The truth about milk

From a few days ago, Slate on the decline in milk's popularity, Milk: How a wholesome drink became a villain. There are some interesting facts in there about how Americans began drinking milk so much in the first place.

Milk reform began as soon as milk drinking became an entrenched American habit — during the mid-1800s, as Americans moved to cities. But the early reformers wanted Americans to drink more milk, not less…the early reformers blamed rising infant mortality on city life: The new cities, they argued, caused women to become morally degenerate and physically weak, and they transmitted those ailments to the infants they breast-fed. The solution: Feed babies cleaner, purer cow's milk.

A perfect solution, if I may say so. Everyone knows that cows are the most morally upright citizens in the barnyard!

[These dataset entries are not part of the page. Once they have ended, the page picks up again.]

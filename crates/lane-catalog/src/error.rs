//! # Loader Error Types
//!
//! Everything that can go wrong between a JSON source and a validated
//! catalog. All of these are fatal to the load that raised them: the system
//! never starts against a partially-initialized catalog.

use lane_core::ValidationError;
use thiserror::Error;

// =============================================================================
// Catalog Source Error
// =============================================================================

/// Errors raised while loading a catalog or rule configuration.
#[derive(Debug, Error)]
pub enum CatalogSourceError {
    /// The source could not be read (missing file, permissions, ...).
    #[error("failed to read catalog source: {0}")]
    Io(#[from] std::io::Error),

    /// The source is not valid JSON, or does not match the expected shape.
    #[error("failed to parse catalog source: {0}")]
    Parse(#[from] serde_json::Error),

    /// A record parsed but failed field validation.
    #[error("invalid record for SKU {sku}: {source}")]
    InvalidRecord {
        sku: String,
        #[source]
        source: ValidationError,
    },

    /// A record carries a price that cannot be represented in cents
    /// (negative, non-finite, or out of range).
    #[error("invalid price {price} for SKU {sku}")]
    InvalidPrice { sku: String, price: f64 },

    /// A rule record names a kind this system does not know.
    #[error("unknown rule kind: {0}")]
    UnknownRuleKind(String),
}

// =============================================================================
// Unit Tests
// =============================================================================

#[cfg(test)]
mod tests {
    use super::*;

    #[test]
    fn test_error_messages() {
        let err = CatalogSourceError::InvalidPrice {
            sku: "ipd".to_string(),
            price: -549.99,
        };
        assert_eq!(err.to_string(), "invalid price -549.99 for SKU ipd");

        let err = CatalogSourceError::UnknownRuleKind("TwoForOne".to_string());
        assert_eq!(err.to_string(), "unknown rule kind: TwoForOne");
    }
}
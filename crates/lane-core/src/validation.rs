//! # Validation Module
//!
//! Input validation utilities for Lane POS.
//!
//! ## Validation Strategy
//! ```text
//! Layer 1: data source (lane-catalog)
//! ├── JSON shape checks (deserialization)
//! └── THIS MODULE: field validation before a Product is built
//!
//! Layer 2: core operations
//! ├── Cart::add_item validates the scanned SKU
//! └── PricingRule constructors validate their configuration
//! ```
//!
//! ## Usage
//! ```rust
//! use lane_core::validation::{validate_sku, validate_price_cents};
//!
//! assert!(validate_sku("atv").is_ok());
//! assert!(validate_sku("").is_err());
//! assert!(validate_price_cents(10950).is_ok());
//! ```

use crate::error::ValidationError;

/// Result type for validation operations.
pub type ValidationResult<T> = Result<T, ValidationError>;

// =============================================================================
// String Validators
// =============================================================================

/// Validates a SKU (Stock Keeping Unit).
///
/// ## Rules
/// - Must not be empty (after trimming)
/// - Must be at most 50 characters
/// - Must contain only alphanumeric characters, hyphens, underscores
///
/// ## Example
/// ```rust
/// use lane_core::validation::validate_sku;
///
/// assert!(validate_sku("COKE-330").is_ok());
/// assert!(validate_sku("atv").is_ok());
/// assert!(validate_sku("").is_err());
/// assert!(validate_sku("has space").is_err());
/// ```
pub fn validate_sku(sku: &str) -> ValidationResult<()> {
    let sku = sku.trim();

    if sku.is_empty() {
        return Err(ValidationError::Required {
            field: "sku".to_string(),
        });
    }

    if sku.len() > 50 {
        return Err(ValidationError::TooLong {
            field: "sku".to_string(),
            max: 50,
        });
    }

    if !sku
        .chars()
        .all(|c| c.is_alphanumeric() || c == '-' || c == '_')
    {
        return Err(ValidationError::InvalidFormat {
            field: "sku".to_string(),
            reason: "must contain only letters, numbers, hyphens, and underscores".to_string(),
        });
    }

    Ok(())
}

/// Validates a product name.
///
/// ## Rules
/// - Must not be empty
/// - Must be at most 200 characters
pub fn validate_product_name(name: &str) -> ValidationResult<()> {
    let name = name.trim();

    if name.is_empty() {
        return Err(ValidationError::Required {
            field: "name".to_string(),
        });
    }

    if name.len() > 200 {
        return Err(ValidationError::TooLong {
            field: "name".to_string(),
            max: 200,
        });
    }

    Ok(())
}

// =============================================================================
// Numeric Validators
// =============================================================================

/// Validates a price in cents.
///
/// ## Rules
/// - Must be non-negative (>= 0)
/// - Zero is allowed (free items)
///
/// ## Example
/// ```rust
/// use lane_core::validation::validate_price_cents;
///
/// assert!(validate_price_cents(1099).is_ok());
/// assert!(validate_price_cents(0).is_ok());
/// assert!(validate_price_cents(-100).is_err());
/// ```
pub fn validate_price_cents(cents: i64) -> ValidationResult<()> {
    if cents < 0 {
        return Err(ValidationError::OutOfRange {
            field: "price".to_string(),
            min: 0,
            max: i64::MAX,
        });
    }

    Ok(())
}

/// Validates a rule quantity (threshold, buy quantity, pay quantity).
///
/// A rule configured with a zero or negative quantity can never trigger
/// meaningfully, so construction rejects it outright.
pub fn validate_rule_quantity(field: &str, qty: i64) -> ValidationResult<()> {
    if qty <= 0 {
        return Err(ValidationError::MustBePositive {
            field: field.to_string(),
        });
    }

    Ok(())
}

// =============================================================================
// Unit Tests
// =============================================================================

The other sins against milk, according to Slate: its high cost, its racist inability to be digested by peoples other than Northern Europeans and Saharan nomads, and its agribusiness, Frankenfood tendency to get all drugged up with hormones.

While I don't agree with all the arguments against milk, I will admit to being a soy milk drinking since 1998. And I'm happy to report that soy milk is gaining in popularity. Once an obscure beverage relegated to a back aisle in a San Francisco health food store, I can find it right next to milk in the dairy section at nearly every supermarket I shop. Yay yummy delicious soy!